Dataset excerpts:
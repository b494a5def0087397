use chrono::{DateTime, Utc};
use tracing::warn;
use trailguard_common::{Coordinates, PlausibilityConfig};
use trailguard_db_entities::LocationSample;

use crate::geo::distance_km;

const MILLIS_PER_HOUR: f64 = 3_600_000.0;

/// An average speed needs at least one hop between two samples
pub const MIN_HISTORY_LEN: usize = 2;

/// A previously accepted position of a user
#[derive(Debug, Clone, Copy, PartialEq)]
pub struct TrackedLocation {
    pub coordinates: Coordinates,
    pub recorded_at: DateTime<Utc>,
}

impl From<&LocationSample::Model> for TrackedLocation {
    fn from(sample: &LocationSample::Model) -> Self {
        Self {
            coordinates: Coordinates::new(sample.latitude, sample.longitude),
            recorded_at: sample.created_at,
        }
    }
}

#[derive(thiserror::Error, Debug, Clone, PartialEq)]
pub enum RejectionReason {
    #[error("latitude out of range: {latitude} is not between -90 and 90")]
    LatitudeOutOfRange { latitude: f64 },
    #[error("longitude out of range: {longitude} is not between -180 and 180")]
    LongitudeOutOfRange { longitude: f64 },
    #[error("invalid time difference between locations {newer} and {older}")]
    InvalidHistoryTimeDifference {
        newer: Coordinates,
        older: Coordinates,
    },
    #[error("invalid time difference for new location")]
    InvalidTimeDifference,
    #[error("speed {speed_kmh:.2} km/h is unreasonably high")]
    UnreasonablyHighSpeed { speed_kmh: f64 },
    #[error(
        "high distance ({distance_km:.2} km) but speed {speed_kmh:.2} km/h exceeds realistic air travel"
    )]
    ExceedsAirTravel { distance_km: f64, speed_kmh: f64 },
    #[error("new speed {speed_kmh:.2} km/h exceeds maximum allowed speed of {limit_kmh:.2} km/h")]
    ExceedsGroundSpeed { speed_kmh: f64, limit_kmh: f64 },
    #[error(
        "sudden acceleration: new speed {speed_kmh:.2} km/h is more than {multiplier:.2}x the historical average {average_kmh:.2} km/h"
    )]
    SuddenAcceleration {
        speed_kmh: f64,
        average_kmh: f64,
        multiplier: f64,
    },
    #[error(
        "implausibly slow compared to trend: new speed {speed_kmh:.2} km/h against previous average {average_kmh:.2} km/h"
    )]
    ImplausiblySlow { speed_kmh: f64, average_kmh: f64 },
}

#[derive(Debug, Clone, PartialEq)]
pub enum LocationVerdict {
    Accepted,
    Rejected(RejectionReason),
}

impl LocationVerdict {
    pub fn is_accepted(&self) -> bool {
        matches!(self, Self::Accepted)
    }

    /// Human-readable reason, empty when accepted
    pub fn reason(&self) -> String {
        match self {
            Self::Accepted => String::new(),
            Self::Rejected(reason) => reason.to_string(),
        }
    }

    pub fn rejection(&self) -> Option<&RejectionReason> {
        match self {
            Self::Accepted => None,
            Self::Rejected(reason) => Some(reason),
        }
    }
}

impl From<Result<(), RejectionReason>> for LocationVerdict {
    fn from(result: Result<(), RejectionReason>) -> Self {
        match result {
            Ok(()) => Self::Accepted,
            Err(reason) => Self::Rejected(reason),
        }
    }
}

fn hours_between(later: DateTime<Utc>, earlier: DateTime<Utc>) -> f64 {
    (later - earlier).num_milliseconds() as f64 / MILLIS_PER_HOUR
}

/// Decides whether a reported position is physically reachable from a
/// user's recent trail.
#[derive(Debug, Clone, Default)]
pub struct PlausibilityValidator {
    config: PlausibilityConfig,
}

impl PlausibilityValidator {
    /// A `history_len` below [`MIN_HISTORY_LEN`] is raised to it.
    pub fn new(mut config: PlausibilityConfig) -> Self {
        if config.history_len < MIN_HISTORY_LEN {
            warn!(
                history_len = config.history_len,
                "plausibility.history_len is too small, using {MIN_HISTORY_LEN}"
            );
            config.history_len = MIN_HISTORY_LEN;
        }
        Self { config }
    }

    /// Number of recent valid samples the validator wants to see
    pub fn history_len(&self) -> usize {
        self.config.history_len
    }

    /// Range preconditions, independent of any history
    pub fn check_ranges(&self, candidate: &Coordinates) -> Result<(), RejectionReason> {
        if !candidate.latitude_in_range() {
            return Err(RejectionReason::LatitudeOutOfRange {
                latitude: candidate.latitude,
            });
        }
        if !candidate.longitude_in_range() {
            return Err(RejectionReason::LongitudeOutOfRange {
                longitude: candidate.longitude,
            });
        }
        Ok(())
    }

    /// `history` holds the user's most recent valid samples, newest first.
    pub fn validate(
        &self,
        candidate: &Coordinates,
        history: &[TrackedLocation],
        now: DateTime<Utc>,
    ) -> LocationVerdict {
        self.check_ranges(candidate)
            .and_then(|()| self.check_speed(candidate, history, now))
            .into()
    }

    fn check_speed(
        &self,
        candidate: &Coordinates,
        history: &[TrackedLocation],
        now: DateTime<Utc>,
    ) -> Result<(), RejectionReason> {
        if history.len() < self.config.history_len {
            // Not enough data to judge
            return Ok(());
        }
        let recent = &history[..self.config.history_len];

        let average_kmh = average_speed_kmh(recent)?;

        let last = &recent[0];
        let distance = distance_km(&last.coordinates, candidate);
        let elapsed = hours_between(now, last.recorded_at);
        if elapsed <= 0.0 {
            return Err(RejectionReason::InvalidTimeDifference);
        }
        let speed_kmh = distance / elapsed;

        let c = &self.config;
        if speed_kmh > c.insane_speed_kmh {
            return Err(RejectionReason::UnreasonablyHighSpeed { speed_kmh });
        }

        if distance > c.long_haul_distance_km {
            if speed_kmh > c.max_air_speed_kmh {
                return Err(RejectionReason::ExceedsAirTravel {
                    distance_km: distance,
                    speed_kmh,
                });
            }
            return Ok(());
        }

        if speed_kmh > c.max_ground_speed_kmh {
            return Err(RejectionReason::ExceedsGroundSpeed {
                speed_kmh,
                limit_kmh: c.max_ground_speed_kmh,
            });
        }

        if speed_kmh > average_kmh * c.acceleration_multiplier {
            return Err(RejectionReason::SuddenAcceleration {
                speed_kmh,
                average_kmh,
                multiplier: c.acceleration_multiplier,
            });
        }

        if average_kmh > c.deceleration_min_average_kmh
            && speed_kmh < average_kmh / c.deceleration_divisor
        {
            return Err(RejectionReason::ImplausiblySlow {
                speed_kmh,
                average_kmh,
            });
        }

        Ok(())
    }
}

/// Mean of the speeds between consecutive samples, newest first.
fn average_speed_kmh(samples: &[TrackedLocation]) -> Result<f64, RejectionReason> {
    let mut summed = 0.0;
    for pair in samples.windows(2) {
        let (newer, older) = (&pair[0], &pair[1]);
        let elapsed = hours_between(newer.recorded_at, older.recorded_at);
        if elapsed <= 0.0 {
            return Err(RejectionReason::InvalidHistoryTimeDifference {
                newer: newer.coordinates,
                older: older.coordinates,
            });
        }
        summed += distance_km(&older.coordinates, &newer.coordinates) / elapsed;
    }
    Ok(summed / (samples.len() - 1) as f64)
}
==
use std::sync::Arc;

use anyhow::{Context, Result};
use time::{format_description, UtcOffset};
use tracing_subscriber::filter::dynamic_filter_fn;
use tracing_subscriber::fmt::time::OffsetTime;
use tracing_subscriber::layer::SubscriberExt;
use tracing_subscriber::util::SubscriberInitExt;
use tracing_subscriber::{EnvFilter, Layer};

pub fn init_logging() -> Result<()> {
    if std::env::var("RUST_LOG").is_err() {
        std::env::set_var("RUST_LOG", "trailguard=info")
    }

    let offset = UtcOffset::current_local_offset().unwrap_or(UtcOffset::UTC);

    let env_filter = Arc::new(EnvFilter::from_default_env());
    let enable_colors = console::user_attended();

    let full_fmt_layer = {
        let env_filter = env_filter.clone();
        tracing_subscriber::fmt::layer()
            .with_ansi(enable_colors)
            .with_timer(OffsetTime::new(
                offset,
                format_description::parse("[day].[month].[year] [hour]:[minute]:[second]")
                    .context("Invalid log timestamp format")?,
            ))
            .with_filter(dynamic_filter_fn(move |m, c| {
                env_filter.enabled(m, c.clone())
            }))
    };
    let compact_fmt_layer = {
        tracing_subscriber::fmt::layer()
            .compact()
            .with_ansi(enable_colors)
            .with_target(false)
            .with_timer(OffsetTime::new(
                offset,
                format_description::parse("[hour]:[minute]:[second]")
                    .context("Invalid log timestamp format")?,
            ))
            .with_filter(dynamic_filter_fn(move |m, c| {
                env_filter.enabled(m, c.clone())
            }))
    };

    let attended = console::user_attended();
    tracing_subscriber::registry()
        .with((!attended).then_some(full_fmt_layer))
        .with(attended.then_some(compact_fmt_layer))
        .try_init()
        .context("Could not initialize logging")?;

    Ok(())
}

Task to complete: Lines holding the string "return" must be copied out of the entries above.

Reply to the task:
            return Err(RejectionReason::LatitudeOutOfRange {
            return Err(RejectionReason::LongitudeOutOfRange {
            return Ok(());
            return Err(RejectionReason::InvalidTimeDifference);
            return Err(RejectionReason::UnreasonablyHighSpeed { speed_kmh });
                return Err(RejectionReason::ExceedsAirTravel {
            return Ok(());
            return Err(RejectionReason::ExceedsGroundSpeed {
            return Err(RejectionReason::SuddenAcceleration {
            return Err(RejectionReason::ImplausiblySlow {
            return Err(RejectionReason::InvalidHistoryTimeDifference {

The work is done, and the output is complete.